A mouse hepatocyte carbohydrate-specific receptor and its interaction with liver-metastasizing tumor cells

Abstract
Spontaneous high‐metastatic variants (ESb) of the DBA/2 mouse lymphoma L5178Y which show heavy liver involvement were found to form rosettes in vitro with isolated autologous hepatocytes, whilst low‐metastatic sublines of the same tumor (Eb) did not. An analysis of the molecules involved in the hepatocyte:tumor cell interaction was performed by affinity adsorption and SDS‐polyacrylamide gel electrophoresis of 125I‐labelled membrane components from either the hepatocytes or the tumor cells. The hepatocytes were found to bind ESb tumor cells through lectin‐like hepatic binding proteins (HBP) with molecular weights of 52, 56 and 110 Kd and specificity for D‐galactosyl and N‐acetyl‐D‐galactosaminyl residues. More than 10 different cell surface glycoproteins of ESb tumor cells and none of Eb‐type tumor cells served as ligands in the hepatocyte interaction.
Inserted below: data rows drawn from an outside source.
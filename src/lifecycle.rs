//! Instance lifecycle control: create, wait for ready, act.
//!
//! The controller owns the transition of a single instance from requested
//! to ready or failed. It trusts its caller for confirmation of
//! destructive actions; the CLI boundary is responsible for asking.

use std::sync::atomic::{AtomicU64, Ordering};
use std::time::Duration;

use thiserror::Error;
use tokio::time::sleep;
use tracing::info;

use crate::provider::{
    CreateInstance, Instance, InstanceAction, InstanceId, LifecycleState, Location, Provider,
    ProviderError,
};
use crate::shape::ResourceShape;

/// Description recorded with every instance this tool creates.
const CREATED_BY: &str = "Created by skyhook";

/// Process-local discriminator so repeated creates in one process never
/// collide on a generated hostname.
static HOSTNAME_SEQ: AtomicU64 = AtomicU64::new(1);

/// Caller-level creation request. Optional fields fall back to configured
/// defaults at the boundary before this struct is built; the controller
/// itself only generates the hostname when it was omitted.
#[derive(Clone, Debug, Eq, PartialEq)]
pub struct CreateRequest {
    /// Logical shape to provision.
    pub shape: ResourceShape,
    /// OS image label.
    pub image: String,
    /// Explicit hostname; generated from the configured prefix when `None`.
    pub hostname: Option<String>,
    /// Existing volumes to attach at creation.
    pub volume_ids: Vec<String>,
    /// Startup script to attach.
    pub script_id: Option<String>,
}

impl CreateRequest {
    /// Validates the request, returning a descriptive error when a required
    /// field is missing.
    ///
    /// # Errors
    ///
    /// Returns [`LifecycleError::Validation`] when the image is empty.
    pub fn validate(&self) -> Result<(), LifecycleError> {
        if self.image.trim().is_empty() {
            return Err(LifecycleError::Validation(String::from("image")));
        }
        Ok(())
    }
}

/// Errors raised by the lifecycle controller.
#[derive(Clone, Debug, Error, Eq, PartialEq)]
pub enum LifecycleError {
    /// The requested shape has no SKU. Non-retryable; the caller must
    /// change the request. Raised before any remote call.
    #[error("no instance type exists for {shape}")]
    UnknownResourceShape {
        /// Shape that failed to resolve.
        shape: ResourceShape,
    },
    /// No SSH credential is registered for the account. Non-retryable
    /// until the account state changes.
    #[error("no SSH keys registered; add one in the provider console before creating instances")]
    NoCredential,
    /// A required request field is missing or empty.
    #[error("invalid create request: missing {0}")]
    Validation(String),
    /// The instance reached a terminal-failure state while being waited
    /// on. Non-retryable; the caller must intervene (typically recreate).
    #[error("instance {instance_id} entered state {state} while waiting for ready")]
    EnteredErrorState {
        /// Instance that failed.
        instance_id: InstanceId,
        /// Terminal state reported by the provider.
        state: LifecycleState,
    },
    /// The readiness budget ran out. Retryable with a larger budget.
    #[error("instance {instance_id} not ready after {waited_secs}s")]
    Timeout {
        /// Instance that was being waited on.
        instance_id: InstanceId,
        /// Accumulated wait in seconds.
        waited_secs: u64,
    },
    /// A provider call failed.
    #[error(transparent)]
    Provider(#[from] ProviderError),
}

/// Drives a single instance through its life cycle via a [`Provider`].
#[derive(Clone, Debug)]
pub struct LifecycleController<P> {
    provider: P,
    hostname_prefix: String,
}

impl<P: Provider> LifecycleController<P> {
    /// Creates a controller. `hostname_prefix` seeds generated hostnames
    /// for requests that omit one.
    #[must_use]
    pub fn new(provider: P, hostname_prefix: impl Into<String>) -> Self {
        Self {
            provider,
            hostname_prefix: hostname_prefix.into(),
        }
    }

    /// Creates a spot instance at `location`.
    ///
    /// Preconditions are checked in order, each before any later work:
    /// the shape must resolve to a SKU, and at least one SSH credential
    /// must exist for the account. All registered keys are attached.
    ///
    /// # Errors
    ///
    /// Returns [`LifecycleError::UnknownResourceShape`],
    /// [`LifecycleError::NoCredential`], [`LifecycleError::Validation`],
    /// or a wrapped [`ProviderError`] when the creation call fails.
    pub async fn create(
        &self,
        request: &CreateRequest,
        location: &Location,
    ) -> Result<Instance, LifecycleError> {
        request.validate()?;
        let Some(sku) = request.shape.sku() else {
            return Err(LifecycleError::UnknownResourceShape {
                shape: request.shape,
            });
        };

        let keys = self.provider.list_ssh_keys().await?;
        if keys.is_empty() {
            return Err(LifecycleError::NoCredential);
        }

        let hostname = request
            .hostname
            .clone()
            .unwrap_or_else(|| self.next_hostname(request.shape.count));

        let spec = CreateInstance {
            sku: sku.clone(),
            image: request.image.clone(),
            hostname,
            description: String::from(CREATED_BY),
            ssh_key_ids: keys.into_iter().map(|key| key.id).collect(),
            location: location.clone(),
            spot: true,
            volume_ids: request.volume_ids.clone(),
            script_id: request.script_id.clone(),
        };

        info!(%sku, location = %location, hostname = %spec.hostname, "creating spot instance");
        let instance = self.provider.create_instance(&spec).await?;
        info!(instance_id = %instance.id, "instance created");
        Ok(instance)
    }

    /// Polls the instance until it is running or a budget/terminal state
    /// is hit.
    ///
    /// Elapsed time is tracked by summing `poll_interval` per iteration
    /// rather than measuring wall-clock deltas, so the effective timeout
    /// is a multiple of the interval and a coarse bound, not an exact one.
    /// Each sleep is a cancellation point.
    ///
    /// # Errors
    ///
    /// Returns [`LifecycleError::EnteredErrorState`] as soon as a
    /// terminal-failure state is read, [`LifecycleError::Timeout`] once the
    /// accumulated wait reaches `timeout`, or a wrapped [`ProviderError`]
    /// when a read fails.
    pub async fn await_ready(
        &self,
        id: &InstanceId,
        timeout: Duration,
        poll_interval: Duration,
    ) -> Result<Instance, LifecycleError> {
        let mut elapsed = Duration::ZERO;
        while elapsed < timeout {
            let instance = self.provider.get_instance(id).await?;
            match instance.state {
                LifecycleState::Running => {
                    info!(instance_id = %id, "instance is ready");
                    return Ok(instance);
                }
                state if state.is_terminal_failure() => {
                    return Err(LifecycleError::EnteredErrorState {
                        instance_id: id.clone(),
                        state,
                    });
                }
                state => {
                    info!(instance_id = %id, %state, "instance not ready yet");
                }
            }
            sleep(poll_interval).await;
            elapsed = elapsed.saturating_add(poll_interval);
        }

        Err(LifecycleError::Timeout {
            instance_id: id.clone(),
            waited_secs: elapsed.as_secs(),
        })
    }

    /// Performs a lifecycle action. No confirmation happens here; callers
    /// gate destructive actions before invoking this.
    ///
    /// # Errors
    ///
    /// Returns a wrapped [`ProviderError`] when the action call fails.
    pub async fn act(&self, id: &InstanceId, action: InstanceAction) -> Result<(), LifecycleError> {
        info!(instance_id = %id, %action, "performing instance action");
        self.provider.perform_action(id, action).await?;
        Ok(())
    }

    /// Reads a fresh snapshot of one instance.
    ///
    /// # Errors
    ///
    /// Returns a wrapped [`ProviderError`] when the read fails.
    pub async fn get(&self, id: &InstanceId) -> Result<Instance, LifecycleError> {
        Ok(self.provider.get_instance(id).await?)
    }

    /// Lists instances, optionally filtered by provider state string.
    ///
    /// # Errors
    ///
    /// Returns a wrapped [`ProviderError`] when the list call fails.
    pub async fn list(&self, status: Option<&str>) -> Result<Vec<Instance>, LifecycleError> {
        Ok(self.provider.list_instances(status).await?)
    }

    fn next_hostname(&self, gpu_count: u32) -> String {
        let seq = HOSTNAME_SEQ.fetch_add(1, Ordering::Relaxed);
        format!("{}-{gpu_count}x-{seq}", self.hostname_prefix)
    }
}

#[cfg(test)]
mod tests {
    use super::*;
    use crate::shape::GpuKind;
    use crate::test_support::ScriptedProvider;

    fn request(shape: ResourceShape) -> CreateRequest {
        CreateRequest {
            shape,
            image: String::from("ubuntu-24.04-cuda-12.8-open-docker"),
            hostname: None,
            volume_ids: Vec::new(),
            script_id: None,
        }
    }

    #[tokio::test]
    async fn create_fails_fast_on_unresolvable_shape() {
        let provider = ScriptedProvider::new();
        let controller = LifecycleController::new(provider.clone(), "spot-gpu");
        let result = controller
            .create(
                &request(ResourceShape::new(GpuKind::H200, 8)),
                &Location::from("FIN-01"),
            )
            .await;
        assert!(matches!(
            result,
            Err(LifecycleError::UnknownResourceShape { .. })
        ));
        // Precondition failure must precede any remote call.
        assert_eq!(provider.ssh_key_queries(), 0);
    }

    #[tokio::test]
    async fn create_requires_a_registered_credential() {
        let provider = ScriptedProvider::new();
        let controller = LifecycleController::new(provider, "spot-gpu");
        let result = controller
            .create(
                &request(ResourceShape::new(GpuKind::B300, 1)),
                &Location::from("FIN-01"),
            )
            .await;
        assert!(matches!(result, Err(LifecycleError::NoCredential)));
    }

    #[tokio::test]
    async fn create_rejects_empty_image() {
        let provider = ScriptedProvider::new();
        let controller = LifecycleController::new(provider, "spot-gpu");
        let mut req = request(ResourceShape::new(GpuKind::B300, 1));
        req.image = String::from("  ");
        let result = controller.create(&req, &Location::from("FIN-01")).await;
        assert!(matches!(result, Err(LifecycleError::Validation(_))));
    }

    #[test]
    fn generated_hostnames_do_not_collide() {
        let controller = LifecycleController::new(ScriptedProvider::new(), "spot-gpu");
        let first = controller.next_hostname(4);
        let second = controller.next_hostname(4);
        assert!(first.starts_with("spot-gpu-4x-"), "hostname: {first}");
        assert_ne!(first, second);
    }
}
The low‐metastatic subline Eb formed hepatocyte rosettes only after neuraminidase pretreatment, indicating that lectin binding carbohydrate structures existed in a cryptic form masked on these cells by sialic acid. Although lectin‐car‐bohydrate interactions have been found to play a crucial role in many intercellular recognition processes, this apparently is the first molecular description of such an interaction between organ‐derived normal parenchymal cells and tumor cells. The possible relevance of such an interaction for cancer metastasis is suggested by the finding that spleen‐selected ESb sublines differed from liver‐selected ones in their organotropism as well as in their ability to form hepatocyte rosettes.